→ **TASK DATA**

------------

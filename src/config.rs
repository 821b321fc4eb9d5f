//! Channel configuration lookup.
//!
//! The configuration file is a list of INI-like sections, one per channel:
//!
//! ```text
//! [Das Erste HD]
//! FREQUENCY = 11493750000
//! SYMBOL_RATE = 22000000
//! DELIVERY_SYSTEM = DVBS2
//! ```
//!
//! Only `FREQUENCY` (Hz) and `SYMBOL_RATE` (Bd) are read, and only inside the
//! section whose name matches the requested channel.

use log::{debug, warn};
use std::fs::File;
use std::io::{BufRead, BufReader};
use std::path::Path;

const KEY_FREQUENCY: &str = "FREQUENCY";
const KEY_SYMBOL_RATE: &str = "SYMBOL_RATE";

/// Tuning parameters of one channel, stored in the units the tuner flags use.
#[derive(Debug, Clone, Default, PartialEq, Eq)]
pub struct ChannelSection {
    /// Section name, as requested.
    pub name: String,
    /// Frequency in MHz, truncated.
    pub frequency_mhz: i64,
    /// Symbol rate in kBd, truncated.
    pub symbol_rate_kbd: u64,
}

impl ChannelSection {
    /// Frequency back in Hz, with the sub-MHz part dropped.
    pub fn frequency_hz(&self) -> i64 {
        self.frequency_mhz * 1_000_000
    }

    /// Symbol rate back in Bd.
    pub fn symbol_rate_bd(&self) -> u64 {
        self.symbol_rate_kbd * 1_000
    }

    /// True when nothing was found for the channel.
    pub fn is_empty(&self) -> bool {
        self.frequency_mhz == 0 && self.symbol_rate_kbd == 0
    }
}

/// Reader for the channel configuration file.
pub struct ChannelConfig;

impl ChannelConfig {
    /// Scans `reader` for the section named `channel`.
    ///
    /// Malformed numbers read as zero. A missing section or an empty
    /// channel name yields zeroed parameters. A duplicated section is
    /// applied in file order, so its last occurrence wins.
    pub fn parse<R: BufRead>(reader: R, channel: &str) -> ChannelSection {
        let mut section = ChannelSection {
            name: channel.to_string(),
            ..Default::default()
        };
        if channel.is_empty() {
            return section;
        }

        let mut in_target = false;
        for line in reader.split(b'\n') {
            let line = match line {
                Ok(line) => line,
                Err(e) => {
                    warn!("Stopped reading channel configuration: {}", e);
                    break;
                }
            };
            // legacy channel lists are often Latin-1
            let line = String::from_utf8_lossy(&line);
            let line = line.trim();

            if let Some(name) = section_header(line) {
                in_target = name == channel;
                continue;
            }
            if !in_target {
                continue;
            }

            let Some((key, value)) = line.split_once('=') else {
                continue;
            };
            let value = value.trim();
            match key.trim() {
                KEY_FREQUENCY => {
                    section.frequency_mhz = value.parse::<i64>().unwrap_or(0) / 1_000_000;
                }
                KEY_SYMBOL_RATE => {
                    section.symbol_rate_kbd = value.parse::<u64>().unwrap_or(0) / 1_000;
                }
                _ => {}
            }
        }

        debug!(
            "Channel {:?}: {} MHz, {} kBd",
            channel, section.frequency_mhz, section.symbol_rate_kbd
        );
        section
    }

    /// Opens `path` and looks up `channel`. A file that cannot be opened
    /// yields zeroed parameters.
    pub fn load<P: AsRef<Path>>(path: P, channel: &str) -> ChannelSection {
        let path = path.as_ref();
        match File::open(path) {
            Ok(file) => Self::parse(BufReader::new(file), channel),
            Err(e) => {
                if !path.as_os_str().is_empty() {
                    warn!("Cannot open configuration {}: {}", path.display(), e);
                }
                ChannelSection {
                    name: channel.to_string(),
                    ..Default::default()
                }
            }
        }
    }
}

fn section_header(line: &str) -> Option<&str> {
    line.strip_prefix('[')?.strip_suffix(']')
}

------------

→ **THE PROBLEM**
Copy out every line of the data in which the word "configuration" is found.

→ **EXERCISE RESULT**
//! Channel configuration lookup.
//! The configuration file is a list of INI-like sections, one per channel:
/// Reader for the channel configuration file.
                    warn!("Stopped reading channel configuration: {}", e);
                    warn!("Cannot open configuration {}: {}", path.display(), e);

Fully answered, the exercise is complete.